- _What is being asked_
Give the number of lines in these entries that contain the string "crate", with no further comment.

- _Stored data entries_
-------
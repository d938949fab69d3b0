use std::collections::VecDeque;

/// Sliding average over the last `limit` spawn durations.
///
/// The window size doubles as the warm-up: no average is reported until
/// `limit` samples have been seen.
#[derive(Debug, Clone)]
pub struct SpawnTracker {
    limit: usize,
    sum: f64,
    values: VecDeque<f64>,
}

impl SpawnTracker {
    pub fn new(limit: usize) -> Self {
        let limit = limit.max(1);
        Self {
            limit,
            sum: 0.0,
            values: VecDeque::with_capacity(limit),
        }
    }

    pub fn add(&mut self, value_ms: f64) {
        if self.values.len() >= self.limit {
            if let Some(discarded) = self.values.pop_front() {
                self.sum -= discarded;
            }
        }
        self.values.push_back(value_ms);
        self.sum += value_ms;
    }

    pub fn average(&self) -> Option<f64> {
        self.enough_data().then(|| self.sum / self.limit as f64)
    }

    pub fn enough_data(&self) -> bool {
        self.values.len() == self.limit
    }

    pub fn limit(&self) -> usize {
        self.limit
    }
}
use std::collections::HashMap;

use tracing::{debug, warn};

use crate::pool::host::{ExecutionHost, HostEventKind, HostMessage, WorkerId};
use crate::pool::operation::{Operation, OperationId};

/// What a host event meant for the worker's lifecycle. Consumed by the pool's
/// control loop, which owns every state transition between workers.
#[derive(Debug, Clone, Copy, PartialEq, Eq)]
pub enum WorkerOutcome {
    /// An operation finished and the worker keeps going.
    Completed(OperationId),
    /// The host died with operations possibly still in flight.
    Crashed,
    /// The host reported slow spawns; it needs a replacement.
    Sick,
    /// The worker is finished and can be dropped.
    Destroyed,
}

/// Owns one sandbox host and the operations currently handed to it.
pub struct Worker {
    id: WorkerId,
    host: Box<dyn ExecutionHost>,
    in_flight: HashMap<OperationId, Operation>,
    completed_count: usize,
    capacity_limit: usize,
    sick: bool,
    started: bool,
}

impl Worker {
    pub fn new(id: WorkerId, host: Box<dyn ExecutionHost>, capacity_limit: usize) -> Self {
        Self {
            id,
            host,
            in_flight: HashMap::new(),
            completed_count: 0,
            capacity_limit,
            sick: false,
            started: false,
        }
    }

    pub fn id(&self) -> WorkerId {
        self.id
    }

    pub fn capacity_limit(&self) -> usize {
        self.capacity_limit
    }

    pub fn completed_count(&self) -> usize {
        self.completed_count
    }

    pub fn is_sick(&self) -> bool {
        self.sick
    }

    /// The host has reported ready at least once.
    pub fn has_started(&self) -> bool {
        self.started
    }

    pub fn in_flight(&self) -> usize {
        self.in_flight.len()
    }

    pub fn is_drained(&self) -> bool {
        self.in_flight.is_empty()
    }

    pub fn host(&self) -> &dyn ExecutionHost {
        self.host.as_ref()
    }

    /// Record `op` as in flight and forward it to the host.
    ///
    /// The operation stays recorded even if the send fails: a dead host is
    /// reported as a crash, which hands the operation to the replacement.
    pub fn execute_operation(&mut self, mut op: Operation) {
        let id = op.id();
        let host = &self.host;
        if let Err(e) = op.execute(|request| host.send(request)) {
            warn!(worker = %self.id, op = %id, error = %e, "failed to forward operation");
        }
        self.in_flight.insert(id, op);
    }

    /// Apply one host event.
    pub fn handle_event(&mut self, kind: HostEventKind) -> Option<WorkerOutcome> {
        match kind {
            HostEventKind::Message(message) => self.handle_message(message),
            HostEventKind::Exited { intentional: true, .. } => Some(WorkerOutcome::Destroyed),
            HostEventKind::Exited { intentional: false, code } => {
                warn!(
                    worker = %self.id,
                    ?code,
                    in_flight = self.in_flight.len(),
                    "execution host crashed"
                );
                Some(WorkerOutcome::Crashed)
            }
        }
    }

    fn handle_message(&mut self, message: HostMessage) -> Option<WorkerOutcome> {
        match message {
            HostMessage::Ready { pid } => {
                debug!(worker = %self.id, pid, "execution host ready");
                self.started = true;
                None
            }
            HostMessage::ExecStarted { id, pid } => {
                if let Some(op) = self.in_flight.get_mut(&id) {
                    op.set_in_progress(pid);
                }
                None
            }
            HostMessage::Result { id, output } => {
                let Some(mut op) = self.in_flight.remove(&id) else {
                    warn!(worker = %self.id, op = %id, "result for unknown operation");
                    return None;
                };
                op.complete(output);
                self.completed_count += 1;
                if self.sick && self.in_flight.is_empty() {
                    Some(WorkerOutcome::Destroyed)
                } else {
                    Some(WorkerOutcome::Completed(id))
                }
            }
            HostMessage::SlowWarning { average_ms } => {
                if self.sick {
                    return None;
                }
                debug!(worker = %self.id, average_ms, "execution host reports slow spawns");
                self.sick = true;
                Some(WorkerOutcome::Sick)
            }
        }
    }

    /// Hand over every operation still in flight, in submission order.
    pub fn take_remaining(&mut self) -> Vec<Operation> {
        let mut ops: Vec<Operation> = self.in_flight.drain().map(|(_, op)| op).collect();
        ops.sort_by_key(|op| op.id());
        ops
    }

    pub async fn destroy(&self, force: bool) {
        self.host.destroy(force).await;
    }
}

/// Capacity for the replacement of a sick worker: double it (up to `max`)
/// when the worker kept up with its limit, otherwise start over at `baseline`.
pub fn next_capacity_limit(
    capacity_limit: usize,
    completed_count: usize,
    baseline: usize,
    max: usize,
) -> usize {
    if completed_count >= capacity_limit {
        capacity_limit.saturating_mul(2).min(max)
    } else {
        baseline
    }
}
use std::path::PathBuf;

use tokio::io::{AsyncReadExt, AsyncWriteExt};
use tokio::net::UnixStream;

use crate::error::{GitwardenError, Result};
use crate::prompt::{PromptAnswer, PromptQuery, MAX_MESSAGE_BYTES};

/// Client side of the prompt socket, used by the askpass and credential helpers.
pub struct PromptClient {
    socket_path: PathBuf,
    timeout_secs: u64,
}

impl PromptClient {
    pub fn new(socket_path: PathBuf, timeout_secs: u64) -> Self {
        Self {
            socket_path,
            timeout_secs,
        }
    }

    /// Send one query and wait for the answer.
    ///
    /// A server that declines closes the connection without answering, which
    /// surfaces as [`GitwardenError::PromptCancelled`].
    pub async fn request(&self, query: &PromptQuery) -> Result<PromptAnswer> {
        if !self.socket_path.exists() {
            return Err(GitwardenError::SocketNotFound {
                path: self.socket_path.clone(),
            });
        }

        let timeout = std::time::Duration::from_secs(self.timeout_secs);

        let result = tokio::time::timeout(timeout, async {
            let mut stream = UnixStream::connect(&self.socket_path).await.map_err(|e| {
                GitwardenError::Ipc {
                    reason: format!("connect failed: {}", e),
                }
            })?;

            let query_json = serde_json::to_vec(query)?;
            stream
                .write_all(&query_json)
                .await
                .map_err(|e| GitwardenError::Ipc {
                    reason: format!("write failed: {}", e),
                })?;
            // End of input marks the end of the query.
            stream.shutdown().await.map_err(|e| GitwardenError::Ipc {
                reason: format!("shutdown write failed: {}", e),
            })?;

            let mut response_buf = Vec::new();
            stream
                .take(MAX_MESSAGE_BYTES)
                .read_to_end(&mut response_buf)
                .await
                .map_err(|e| GitwardenError::Ipc {
                    reason: format!("read failed: {}", e),
                })?;

            if response_buf.iter().all(u8::is_ascii_whitespace) {
                return Err(GitwardenError::PromptCancelled);
            }

            let answer: PromptAnswer =
                serde_json::from_slice(&response_buf).map_err(|e| GitwardenError::Ipc {
                    reason: format!("invalid answer JSON: {}", e),
                })?;

            Ok::<PromptAnswer, GitwardenError>(answer)
        })
        .await;

        match result {
            Ok(Ok(answer)) => Ok(answer),
            Ok(Err(e)) => Err(e),
            Err(_) => Err(GitwardenError::PromptTimeout {
                timeout_secs: self.timeout_secs,
            }),
        }
    }
}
-------
- _Written answer_
4